**What this task involves**
Only the closing portion of the entries is to be reproduced: the line containing "interface for authentication-related" through the very last line, exactly as written.

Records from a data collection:
[Start of section]

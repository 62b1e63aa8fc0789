//! Central module for application-wide configuration settings.
//!
//! Configuration is loaded once at startup from environment variables and
//! injected into the services that need it; nothing reads the environment
//! at call time.

use anyhow::{Context, Result};
use std::env;

#[derive(Debug, Clone)]
pub struct Config {
    pub database_url: String,
    pub max_connections: u32,
    pub acquire_timeout_seconds: u64,
    pub jwt_secret: String,
    pub jwt_expires_in_seconds: u64,
    pub reset_expiry_minutes: i64,
    pub frontend_base_url: String,
    pub server_port: u16,
    pub smtp_host: Option<String>,
    pub smtp_port: u16,
    pub smtp_username: Option<String>,
    pub smtp_password: Option<String>,
    pub from_email: Option<String>,
    pub from_name: String,
}

/// SMTP settings for the mail transport, present only when the deployment
/// provides them. Missing mail configuration disables outbound email but
/// never prevents the server from starting.
#[derive(Debug, Clone)]
pub struct EmailConfig {
    pub smtp_host: String,
    pub smtp_port: u16,
    pub smtp_username: String,
    pub smtp_password: String,
    pub from_email: String,
    pub from_name: String,
}

impl Config {
    /// Loads configuration from environment variables.
    pub fn from_env() -> Result<Self> {
        dotenvy::dotenv().ok();

        let database_url = env::var("DATABASE_URL").context("DATABASE_URL not set")?;

        let max_connections = env::var("DB_MAX_CONNECTIONS")
            .unwrap_or_else(|_| "5".to_string())
            .parse::<u32>()
            .context("DB_MAX_CONNECTIONS must be a valid number")?;

        let acquire_timeout_seconds = env::var("DB_ACQUIRE_TIMEOUT_SECONDS")
            .unwrap_or_else(|_| "3".to_string())
            .parse::<u64>()
            .context("DB_ACQUIRE_TIMEOUT_SECONDS must be a valid number")?;

        let jwt_secret = env::var("JWT_SECRET").context("JWT_SECRET not set")?;

        let jwt_expires_in_seconds = env::var("JWT_EXPIRES_IN_SECONDS")
            .unwrap_or_else(|_| "86400".to_string())
            .parse::<u64>()
            .context("JWT_EXPIRES_IN_SECONDS must be a valid number")?;

        let reset_expiry_minutes = env::var("RESET_EXPIRY_MINUTES")
            .unwrap_or_else(|_| "1".to_string())
            .parse::<i64>()
            .context("RESET_EXPIRY_MINUTES must be a valid number")?;

        let frontend_base_url =
            env::var("FRONTEND_BASE_URL").unwrap_or_else(|_| "http://localhost:5173".to_string());

        let server_port = env::var("SERVER_PORT")
            .unwrap_or_else(|_| "3000".to_string())
            .parse::<u16>()
            .context("SERVER_PORT must be a valid number")?;

        let smtp_port = env::var("SMTP_PORT")
            .unwrap_or_else(|_| "587".to_string())
            .parse::<u16>()
            .context("SMTP_PORT must be a valid number")?;

        Ok(Config {
            database_url,
            max_connections,
            acquire_timeout_seconds,
            jwt_secret,
            jwt_expires_in_seconds,
            reset_expiry_minutes,
            frontend_base_url,
            server_port,
            smtp_host: env::var("SMTP_HOST").ok(),
            smtp_port,
            smtp_username: env::var("SMTP_USERNAME").ok(),
            smtp_password: env::var("SMTP_PASSWORD").ok(),
            from_email: env::var("FROM_EMAIL").ok(),
            from_name: env::var("FROM_NAME").unwrap_or_else(|_| "Auth API".to_string()),
        })
    }

    /// Returns the mail-transport settings when all required SMTP variables
    /// are present, `None` otherwise.
    pub fn email_config(&self) -> Option<EmailConfig> {
        Some(EmailConfig {
            smtp_host: self.smtp_host.clone()?,
            smtp_port: self.smtp_port,
            smtp_username: self.smtp_username.clone()?,
            smtp_password: self.smtp_password.clone()?,
            from_email: self.from_email.clone()?,
            from_name: self.from_name.clone(),
        })
    }
}
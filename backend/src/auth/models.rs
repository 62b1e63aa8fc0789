//! Data structures for authentication-related entities.
//!
//! Request and response payloads for signup, signin, and the password-reset
//! flow, used for data transfer within the authentication flow. Sensitive
//! fields (password, password hash, stored reset token) never appear in a
//! response model.

use crate::database::models::UserRole;
use serde::{Deserialize, Serialize};
use validator::Validate;

/// Signup request payload
#[derive(Debug, Deserialize, Validate)]
pub struct SignupRequest {
    #[validate(length(min = 1, message = "Name is required"))]
    pub name: String,

    #[validate(email(message = "Must be a valid email"))]
    pub email: String,

    #[validate(length(min = 1, message = "Password is required"))]
    pub password: String,
}

/// Non-sensitive account summary returned after signup
#[derive(Debug, Serialize)]
pub struct UserSummary {
    pub id: String,
    pub name: String,
    pub email: String,
}

/// Login request payload
#[derive(Debug, Deserialize, Validate)]
pub struct LoginRequest {
    #[validate(length(min = 1, message = "Email is required"))]
    pub email: String,

    #[validate(length(min = 1, message = "Password is required"))]
    pub password: String,
}

/// Login response containing the session token
#[derive(Debug, Serialize)]
pub struct LoginResponse {
    pub message: String,
    pub token: String,
    pub role: UserRole,
}

/// Forgot-password request payload
#[derive(Debug, Deserialize, Validate)]
pub struct ForgotPasswordRequest {
    #[validate(length(min = 1, message = "Email is required"))]
    pub email: String,
}

/// Response carrying the reset-window duration; the token itself is only
/// delivered out-of-band.
#[derive(Debug, Serialize)]
pub struct ResetExpiryResponse {
    pub message: String,
    #[serde(rename = "expiresInSeconds")]
    pub expires_in_seconds: i64,
}

/// Reset-password request payload
#[derive(Debug, Deserialize, Validate)]
pub struct ResetPasswordRequest {
    #[validate(length(min = 1, message = "Password is required"))]
    pub password: String,
}

/// Plain message response
#[derive(Debug, Serialize)]
pub struct MessageResponse {
    pub message: String,
}
//! Authentication module for managing accounts, sessions, and password resets.
//!
//! This module provides the public interface for authentication-related
//! functionality: signup, signin, session-token issuance, and the single-use
//! time-boxed password-reset flow.

pub mod handlers;
pub mod models;
pub mod reset;
pub mod routes;
pub mod service;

[End of section]

**Response to this exercise**
//! This module provides the public interface for authentication-related
//! functionality: signup, signin, session-token issuance, and the single-use
//! time-boxed password-reset flow.

pub mod handlers;
pub mod models;
pub mod reset;
pub mod routes;
pub mod service;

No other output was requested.